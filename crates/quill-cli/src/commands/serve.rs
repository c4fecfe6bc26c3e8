use std::net::SocketAddr;
use std::path::Path;

use anyhow::Context;
use quill_core::QuillConfig;
use quill_trigger::{HttpTrigger, TriggerOptions};
use tracing::info;

use super::init::CONFIG_FILE;
use super::pages;

pub async fn serve(config_path: Option<&Path>, bind: Option<&str>) -> anyhow::Result<()> {
    let config = load_config(config_path)?;

    let addr = match bind {
        Some(bind) => bind
            .parse::<SocketAddr>()
            .with_context(|| format!("invalid --bind address {bind:?}"))?,
        None => config.bind_addr()?,
    };

    let options = TriggerOptions::from_config(&config);
    info!(
        %addr,
        content_type = %options.default_content_type,
        redirect_status = options.redirect_status,
        "starting quill"
    );

    let trigger = HttpTrigger::new(addr, pages::site(), options);
    let (tx, rx) = tokio::sync::watch::channel(false);

    let server = tokio::spawn(trigger.serve(rx));

    tokio::signal::ctrl_c()
        .await
        .context("failed to listen for ctrl-c")?;
    info!("received ctrl-c, shutting down");
    let _ = tx.send(true);

    server.await.context("server task failed")?
}

fn load_config(path: Option<&Path>) -> anyhow::Result<QuillConfig> {
    match path {
        Some(path) => QuillConfig::from_file(path)
            .with_context(|| format!("failed to load {}", path.display())),
        None => {
            let default = Path::new(CONFIG_FILE);
            if default.exists() {
                QuillConfig::from_file(default)
                    .with_context(|| format!("failed to load {}", default.display()))
            } else {
                Ok(QuillConfig::default())
            }
        }
    }
}
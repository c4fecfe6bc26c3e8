use std::path::PathBuf;

use clap::{Parser, Subcommand};

mod commands;

#[derive(Parser)]
#[command(
    name = "quill",
    about = "Quill — buffered, scriptable HTTP responses",
    version,
    propagate_version = true,
)]
struct Cli {
    #[command(subcommand)]
    command: Commands,
}

#[derive(Subcommand)]
enum Commands {
    /// Serve the built-in demo pages.
    ///
    /// Settings are read from quill.toml. When --config is not given and
    /// ./quill.toml does not exist, defaults are used.
    Serve {
        /// Path to quill.toml
        #[arg(short, long)]
        config: Option<PathBuf>,
        /// Override [server].bind
        #[arg(short, long)]
        bind: Option<String>,
    },
    /// Write a quill.toml scaffold
    Init {
        /// Directory to write quill.toml into
        #[arg(short, long, default_value = ".")]
        path: PathBuf,
        /// Overwrite an existing quill.toml
        #[arg(long)]
        force: bool,
    },
}

#[tokio::main]
async fn main() -> anyhow::Result<()> {
    tracing_subscriber::fmt()
        .with_env_filter(
            tracing_subscriber::EnvFilter::try_from_default_env()
                .unwrap_or_else(|_| tracing_subscriber::EnvFilter::new("info,quill=debug")),
        )
        .init();

    let cli = Cli::parse();

    match cli.command {
        Commands::Serve { config, bind } => {
            commands::serve::serve(config.as_deref(), bind.as_deref()).await
        }
        Commands::Init { path, force } => commands::init::init(&path, force),
    }
}
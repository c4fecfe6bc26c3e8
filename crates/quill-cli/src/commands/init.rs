use std::path::{Path, PathBuf};

use anyhow::{bail, Context};
use quill_core::QuillConfig;

pub const CONFIG_FILE: &str = "quill.toml";

pub fn init(path: &Path, force: bool) -> anyhow::Result<()> {
    let output = write_scaffold(path, force)?;
    println!("✓ Generated {}", output.display());
    Ok(())
}

fn write_scaffold(dir: &Path, force: bool) -> anyhow::Result<PathBuf> {
    let output = dir.join(CONFIG_FILE);
    if output.exists() && !force {
        bail!("{} already exists (use --force to overwrite)", output.display());
    }
    let content = QuillConfig::scaffold().to_toml_string()?;
    std::fs::write(&output, content)
        .with_context(|| format!("failed to write {}", output.display()))?;
    Ok(output)
}
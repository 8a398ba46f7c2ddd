use bytes::{BufMut, Bytes, BytesMut};

use crate::error::{FrameError, Result};

/// Frame header: sequence (4) + length (4) = 8 bytes.
pub const HEADER_SIZE: usize = 8;

/// Default maximum payload size: 16 MiB.
pub const DEFAULT_MAX_PAYLOAD: usize = 16 * 1024 * 1024;

/// A received message and the sequence number it was tagged with.
#[derive(Debug, Clone, PartialEq, Eq)]
pub struct Frame {
    pub sequence: u32,
    pub payload: Bytes,
}

impl Frame {
    pub fn new(sequence: u32, payload: impl Into<Bytes>) -> Self {
        Self {
            sequence,
            payload: payload.into(),
        }
    }

    /// The total wire size of this frame (header + payload).
    pub fn wire_size(&self) -> usize {
        HEADER_SIZE + self.payload.len()
    }
}

/// Decoded fixed-size frame header.
#[derive(Debug, Clone, Copy, PartialEq, Eq)]
pub struct FrameHeader {
    pub sequence: u32,
    pub length: u32,
}

/// Encode a header into its 8-byte wire form.
///
/// ```text
/// ┌──────────────────┬──────────────────┬─────────────────┐
/// │ Sequence (4B BE) │ Length (4B BE)   │ Payload          │
/// │                  │                  │ (Length bytes)   │
/// └──────────────────┴──────────────────┴─────────────────┘
/// ```
pub fn encode_header(header: FrameHeader) -> [u8; HEADER_SIZE] {
    let mut out = [0u8; HEADER_SIZE];
    out[..4].copy_from_slice(&header.sequence.to_be_bytes());
    out[4..].copy_from_slice(&header.length.to_be_bytes());
    out
}

/// Decode an 8-byte wire header.
pub fn decode_header(bytes: &[u8; HEADER_SIZE]) -> FrameHeader {
    let [s0, s1, s2, s3, l0, l1, l2, l3] = *bytes;
    FrameHeader {
        sequence: u32::from_be_bytes([s0, s1, s2, s3]),
        length: u32::from_be_bytes([l0, l1, l2, l3]),
    }
}

/// Append a complete frame (header + payload) to `dst`.
pub fn encode_frame(sequence: u32, payload: &[u8], dst: &mut BytesMut) -> Result<()> {
    let length = u32::try_from(payload.len()).map_err(|_| FrameError::PayloadTooLarge {
        size: payload.len(),
        max: u32::MAX as usize,
    })?;
    dst.reserve(HEADER_SIZE + payload.len());
    dst.put_slice(&encode_header(FrameHeader { sequence, length }));
    dst.put_slice(payload);
    Ok(())
}

/// Configuration for framed transports.
#[derive(Debug, Clone)]
pub struct FrameConfig {
    /// Maximum payload size in bytes, enforced on send and receive. Default: 16 MiB.
    pub max_payload_size: usize,
    /// Read timeout applied to socket streams.
    pub read_timeout: Option<std::time::Duration>,
    /// Write timeout applied to socket streams.
    pub write_timeout: Option<std::time::Duration>,
}

impl Default for FrameConfig {
    fn default() -> Self {
        Self {
            max_payload_size: DEFAULT_MAX_PAYLOAD,
            read_timeout: None,
            write_timeout: None,
        }
    }
}
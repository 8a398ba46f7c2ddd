use std::path::PathBuf;

/// Errors that can occur in byte-stream operations.
#[derive(Debug, thiserror::Error)]
pub enum TransportError {
    /// Failed to bind a listener to the endpoint.
    #[error("failed to bind to {endpoint}: {source}")]
    Bind {
        endpoint: String,
        source: std::io::Error,
    },

    /// Failed to connect to the endpoint.
    #[error("failed to connect to {endpoint}: {source}")]
    Connect {
        endpoint: String,
        source: std::io::Error,
    },

    /// Failed to accept an incoming connection.
    #[error("failed to accept connection: {0}")]
    Accept(std::io::Error),

    /// An I/O error occurred on the stream.
    #[error("transport I/O error: {0}")]
    Io(#[from] std::io::Error),

    /// The peer closed the stream before the requested bytes arrived.
    #[error("end of stream (peer closed the connection)")]
    EndOfStream,

    /// The local handle has been closed.
    #[error("stream closed")]
    Closed,

    /// The endpoint string could not be parsed.
    #[error("invalid endpoint '{0}'")]
    InvalidEndpoint(String),

    /// The socket path is too long for the platform.
    #[error("socket path too long ({len} bytes, max {max}): {path}")]
    PathTooLong {
        path: PathBuf,
        len: usize,
        max: usize,
    },
}

impl TransportError {
    /// True when the connection is gone: the peer hung up or the handle was closed.
    pub fn is_disconnect(&self) -> bool {
        matches!(self, Self::EndOfStream | Self::Closed)
    }
}

pub type Result<T> = std::result::Result<T, TransportError>;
-*-
Everything above from the line containing "pub fn encode_header(header: FrameHeader)" down to the line containing "connect to the endpoint." should be copied exactly, both end lines included, and nothing else.

### [The completed task]
pub fn encode_header(header: FrameHeader) -> [u8; HEADER_SIZE] {
    let mut out = [0u8; HEADER_SIZE];
    out[..4].copy_from_slice(&header.sequence.to_be_bytes());
    out[4..].copy_from_slice(&header.length.to_be_bytes());
    out
}

/// Decode an 8-byte wire header.
pub fn decode_header(bytes: &[u8; HEADER_SIZE]) -> FrameHeader {
    let [s0, s1, s2, s3, l0, l1, l2, l3] = *bytes;
    FrameHeader {
        sequence: u32::from_be_bytes([s0, s1, s2, s3]),
        length: u32::from_be_bytes([l0, l1, l2, l3]),
    }
}

/// Append a complete frame (header + payload) to `dst`.
pub fn encode_frame(sequence: u32, payload: &[u8], dst: &mut BytesMut) -> Result<()> {
    let length = u32::try_from(payload.len()).map_err(|_| FrameError::PayloadTooLarge {
        size: payload.len(),
        max: u32::MAX as usize,
    })?;
    dst.reserve(HEADER_SIZE + payload.len());
    dst.put_slice(&encode_header(FrameHeader { sequence, length }));
    dst.put_slice(payload);
    Ok(())
}

/// Configuration for framed transports.
#[derive(Debug, Clone)]
pub struct FrameConfig {
    /// Maximum payload size in bytes, enforced on send and receive. Default: 16 MiB.
    pub max_payload_size: usize,
    /// Read timeout applied to socket streams.
    pub read_timeout: Option<std::time::Duration>,
    /// Write timeout applied to socket streams.
    pub write_timeout: Option<std::time::Duration>,
}

impl Default for FrameConfig {
    fn default() -> Self {
        Self {
            max_payload_size: DEFAULT_MAX_PAYLOAD,
            read_timeout: None,
            write_timeout: None,
        }
    }
}
repository 8a398ba46f7c2ddd
use std::path::PathBuf;

/// Errors that can occur in byte-stream operations.
#[derive(Debug, thiserror::Error)]
pub enum TransportError {
    /// Failed to bind a listener to the endpoint.
    #[error("failed to bind to {endpoint}: {source}")]
    Bind {
        endpoint: String,
        source: std::io::Error,
    },

    /// Failed to connect to the endpoint.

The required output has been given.